Stored items:
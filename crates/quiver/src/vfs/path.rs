//! Lexical path helpers. No filesystem access happens here.

/// Split `path` into normalized absolute components, resolving it against
/// `cwd` when relative. `.` is dropped and `..` pops (stopping at the root).
pub(crate) fn components(cwd: &str, path: &str) -> Vec<String> {
    let mut parts: Vec<String> = Vec::new();
    let base = if path.starts_with('/') { "" } else { cwd };
    for part in base.split('/').chain(path.split('/')) {
        match part {
            "" | "." => {}
            ".." => {
                parts.pop();
            }
            name => parts.push(name.to_string()),
        }
    }
    parts
}

/// Render components back into an absolute path.
pub(crate) fn to_path(parts: &[String]) -> String {
    if parts.is_empty() {
        return "/".to_string();
    }
    let mut out = String::new();
    for part in parts {
        out.push('/');
        out.push_str(part);
    }
    out
}

/// Normalize `path` against `cwd` into an absolute path.
pub fn normalize(cwd: &str, path: &str) -> String {
    to_path(&components(cwd, path))
}

/// Join `rest` onto `base`. An absolute `rest` replaces `base`.
pub fn join(base: &str, rest: &str) -> String {
    normalize(base, rest)
}

/// Split an absolute path into `(parent, name)`. The root has an empty name.
pub fn split_parent(path: &str) -> (String, String) {
    let mut parts = components("/", path);
    match parts.pop() {
        Some(name) => (to_path(&parts), name),
        None => ("/".to_string(), String::new()),
    }
}

#[cfg(test)]
mod tests {
    use super::*;

    #[test]
    fn test_normalize_relative() {
        assert_eq!(normalize("/shared/data", "in.txt"), "/shared/data/in.txt");
        assert_eq!(normalize("/shared/data", "../mnt/x"), "/shared/mnt/x");
        assert_eq!(normalize("/shared/data", "./a/./b"), "/shared/data/a/b");
    }

    #[test]
    fn test_normalize_absolute_ignores_cwd() {
        assert_eq!(normalize("/shared/data", "/tmp//x/"), "/tmp/x");
    }

    #[test]
    fn test_dotdot_stops_at_root() {
        assert_eq!(normalize("/", "../../a"), "/a");
        assert_eq!(normalize("/a", ".."), "/");
    }

    #[test]
    fn test_split_parent() {
        assert_eq!(
            split_parent("/shared/data/in.txt"),
            ("/shared/data".to_string(), "in.txt".to_string())
        );
        assert_eq!(split_parent("/x"), ("/".to_string(), "x".to_string()));
        assert_eq!(split_parent("/"), ("/".to_string(), String::new()));
    }
}
/// Start a worker task that owns `runtime`. Must be called inside a tokio
/// runtime.
pub fn spawn_worker(runtime: Runtime) -> WorkerHandle {
    let (jobs_tx, jobs_rx) = mpsc::unbounded_channel();
    let (replies_tx, replies_rx) = mpsc::unbounded_channel();
    let pending: Pending = Arc::new(Mutex::new(HashMap::new()));

    tokio::spawn(run_worker(runtime, jobs_rx, replies_tx));
    tokio::spawn(route_replies(replies_rx, Arc::clone(&pending)));

    WorkerHandle {
        jobs: jobs_tx,
        pending,
        next_id: Arc::new(AtomicU64::new(1)),
    }
}

/// Cloneable handle for submitting requests to a worker.
#[derive(Clone)]
pub struct WorkerHandle {
    jobs: UnboundedSender<Envelope>,
    pending: Pending,
    next_id: Arc<AtomicU64>,
}

impl std::fmt::Debug for WorkerHandle {
    fn fmt(&self, f: &mut std::fmt::Formatter<'_>) -> std::fmt::Result {
        f.debug_struct("WorkerHandle")
            .field("next_id", &self.next_id.load(Ordering::Relaxed))
            .finish_non_exhaustive()
    }
}

/// A submitted request whose reply has not been awaited yet.
#[derive(Debug)]
pub struct PendingReply {
    id: u64,
    rx: oneshot::Receiver<Reply>,
}

impl PendingReply {
    /// Id assigned to the request.
    pub fn id(&self) -> u64 {
        self.id
    }

    /// Wait for the reply.
    pub async fn wait(self) -> Result<Reply, RuntimeError> {
        self.rx.await.map_err(|_| RuntimeError::WorkerClosed)
    }
}

impl WorkerHandle {
    fn next_id(&self) -> u64 {
        self.next_id.fetch_add(1, Ordering::Relaxed)
    }

    /// Queue `request`. Requests run in the order they are submitted.
    pub fn submit(&self, request: Request) -> Result<PendingReply, RuntimeError> {
        let id = self.next_id();
        let (tx, rx) = oneshot::channel();
        self.pending
            .lock()
            .unwrap_or_else(PoisonError::into_inner)
            .insert(id, tx);
        if self.jobs.send(Envelope { id, request }).is_err() {
            self.pending
                .lock()
                .unwrap_or_else(PoisonError::into_inner)
                .remove(&id);
            return Err(RuntimeError::WorkerClosed);
        }
        Ok(PendingReply { id, rx })
    }

    /// Submit `request` and wait for its reply.
    pub async fn call(&self, request: Request) -> Result<Reply, RuntimeError> {
        self.submit(request)?.wait().await
    }
}

fn invalid_request(line: &str, err: &serde_json::Error) -> Reply {
    let id = serde_json::from_str::<Value>(line)
        .ok()
        .and_then(|v| v.get("id").and_then(Value::as_u64))
        .unwrap_or(0);
    Reply {
        id,
        outcome: Outcome::Error(RpcError {
            kind: "invalid_request".to_string(),
            message: err.to_string(),
        }),
    }
}

async fn write_line<W>(writer: &mut W, mut line: String) -> std::io::Result<()>
where
    W: AsyncWrite + Unpin,
{
    line.push('\n');
    writer.write_all(line.as_bytes()).await?;
    writer.flush().await
}

async fn write_event<W>(writer: &mut W, event: StreamEvent) -> std::io::Result<()>
where
    W: AsyncWrite + Unpin,
{
    match serde_json::to_string(&Notification::Stream(event)) {
        Ok(line) => write_line(writer, line).await,
        Err(e) => {
            tracing::warn!(error = %e, "could not encode stream event");
            Ok(())
        }
    }
}

/// Write every event already queued.
async fn drain_events<W>(
    writer: &mut W,
    events: Option<&mut UnboundedReceiver<StreamEvent>>,
) -> std::io::Result<()>
where
    W: AsyncWrite + Unpin,
{
    if let Some(events) = events {
        while let Ok(event) = events.try_recv() {
            write_event(writer, event).await?;
        }
    }
    Ok(())
}

enum Outgoing {
    Reply(String),
    Event(StreamEvent),
}

/// Single writer for replies and notifications.
///
/// The worker queues a request's events before it sends the reply, so
/// draining the event queue ahead of each reply keeps them in order.
async fn write_lines<W>(
    mut writer: W,
    mut replies: UnboundedReceiver<String>,
    mut events: Option<UnboundedReceiver<StreamEvent>>,
) -> std::io::Result<()>
where
    W: AsyncWrite + Unpin,
{
    loop {
        let next = match events.as_mut() {
            Some(queue) => tokio::select! {
                biased;
                reply = replies.recv() => reply.map(Outgoing::Reply),
                Some(event) = queue.recv() => Some(Outgoing::Event(event)),
            },
            None => replies.recv().await.map(Outgoing::Reply),
        };
        match next {
            Some(Outgoing::Event(event)) => write_event(&mut writer, event).await?,
            Some(Outgoing::Reply(line)) => {
                drain_events(&mut writer, events.as_mut()).await?;
                write_line(&mut writer, line).await?;
            }
            None => break,
        }
    }
    drain_events(&mut writer, events.as_mut()).await
}

/// Serve newline-delimited JSON envelopes from `reader`, writing replies and
/// stream notifications to `writer`. Returns once `reader` is exhausted and
/// every reply has been written.
pub async fn serve_lines<R, W>(
    handle: WorkerHandle,
    events: Option<UnboundedReceiver<StreamEvent>>,
    reader: R,
    writer: W,
) -> Result<(), RuntimeError>
where
    R: AsyncRead + Unpin,
    W: AsyncWrite + Unpin + Send + 'static,
{
    let (out_tx, out_rx) = mpsc::unbounded_channel::<String>();
    let writer_task = tokio::spawn(write_lines(writer, out_rx, events));

    let mut in_flight = JoinSet::new();
    let mut lines = BufReader::new(reader).lines();
    while let Some(line) = lines.next_line().await? {
        if line.trim().is_empty() {
            continue;
        }
        let envelope = match serde_json::from_str::<Envelope>(&line) {
            Ok(envelope) => envelope,
            Err(e) => {
                tracing::warn!(error = %e, "invalid request");
                let reply = invalid_request(&line, &e);
                if let Ok(text) = serde_json::to_string(&reply) {
                    let _ = out_tx.send(text);
                }
                continue;
            }
        };
        let client_id = envelope.id;
        let pending = handle.submit(envelope.request)?;
        let out = out_tx.clone();
        in_flight.spawn(async move {
            let mut reply = match pending.wait().await {
                Ok(reply) => reply,
                Err(e) => Reply {
                    id: client_id,
                    outcome: Outcome::Error(RpcError::from(&e)),
                },
            };
            reply.id = client_id;
            match serde_json::to_string(&reply) {
                Ok(text) => {
                    let _ = out.send(text);
                }
                Err(e) => tracing::warn!(error = %e, "could not encode reply"),
            }
        });
    }

    while in_flight.join_next().await.is_some() {}
    drop(out_tx);
    match writer_task.await {
        Ok(result) => result?,
        Err(e) => tracing::warn!(error = %e, "writer task failed"),
    }
    Ok(())
}

#[cfg(test)]
#[allow(clippy::unwrap_used)]
mod tests {
    use serde_json::json;

    use super::*;
    use crate::program::{FnModule, StaticLoader};
    use crate::registry::ToolConfig;

    fn worker() -> WorkerHandle {
        let runtime = Runtime::builder()
            .tool(ToolConfig::new("echo", "1"))
            .loader(StaticLoader::new().with_module(
                "echo",
                FnModule::new(|args, io| {
                    io.write_stdout(args.join(" ").as_bytes())?;
                    Ok(0)
                }),
            ))
            .build()
            .unwrap();
        spawn_worker(runtime)
    }

    #[test]
    fn test_request_wire_format() {
        let envelope: Envelope = serde_json::from_value(json!({
            "id": 7,
            "request": {"method": "exec", "params": {"command": "echo hi"}}
        }))
        .unwrap();
        assert_eq!(
            envelope.request,
            Request::Exec {
                command: "echo hi".into(),
                args: None
            }
        );

        let init: Envelope =
            serde_json::from_value(json!({"id": 1, "request": {"method": "init"}})).unwrap();
        assert_eq!(init.request, Request::Init);

        let reply = Reply {
            id: 7,
            outcome: Outcome::Error(RpcError {
                kind: "not_found".into(),
                message: "nope".into(),
            }),
        };
        assert_eq!(
            serde_json::to_value(&reply).unwrap(),
            json!({"id": 7, "error": {"kind": "not_found", "message": "nope"}})
        );
        let event = Notification::Stream(StreamEvent {
            tool: "echo".into(),
            stream: crate::executor::StreamKind::Stdout,
            text: "x\n".into(),
        });
        assert_eq!(
            serde_json::to_value(&event).unwrap(),
            json!({"event": "stream", "tool": "echo", "stream": "stdout", "text": "x\n"})
        );
    }

    #[tokio::test]
    async fn test_requests_run_in_submission_order() {
        let handle = worker();
        let init = handle.submit(Request::Init).unwrap();
        let exec = handle
            .submit(Request::Exec {
                command: "echo a b".into(),
                args: None,
            })
            .unwrap();
        let pwd = handle.submit(Request::Pwd).unwrap();
        assert!(exec.id() > init.id());

        // Await out of order; each reply still matches its request.
        assert_eq!(pwd.wait().await.unwrap().into_result().unwrap(), json!("/shared/data"));
        assert_eq!(exec.wait().await.unwrap().into_result().unwrap(), json!("a b"));
        assert_eq!(init.wait().await.unwrap().into_result().unwrap(), json!(true));
    }

    #[tokio::test]
    async fn test_errors_carry_kind() {
        let handle = worker();
        handle.call(Request::Init).await.unwrap();
        let err = handle
            .call(Request::Exec {
                command: "missing".into(),
                args: None,
            })
            .await
            .unwrap()
            .into_result()
            .unwrap_err();
        assert_eq!(err.kind, "not_found");

        let miss = handle
            .call(Request::Cat {
                path: "/nope".into(),
            })
            .await
            .unwrap();
        assert_eq!(miss.into_result().unwrap(), json!(false));
    }
}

### Exercise brief
Filter these records, keeping every line where the word "components" occurs.

### Solution to the exercise
/// Split `path` into normalized absolute components, resolving it against
pub(crate) fn components(cwd: &str, path: &str) -> Vec<String> {
/// Render components back into an absolute path.
    to_path(&components(cwd, path))
    let mut parts = components("/", path);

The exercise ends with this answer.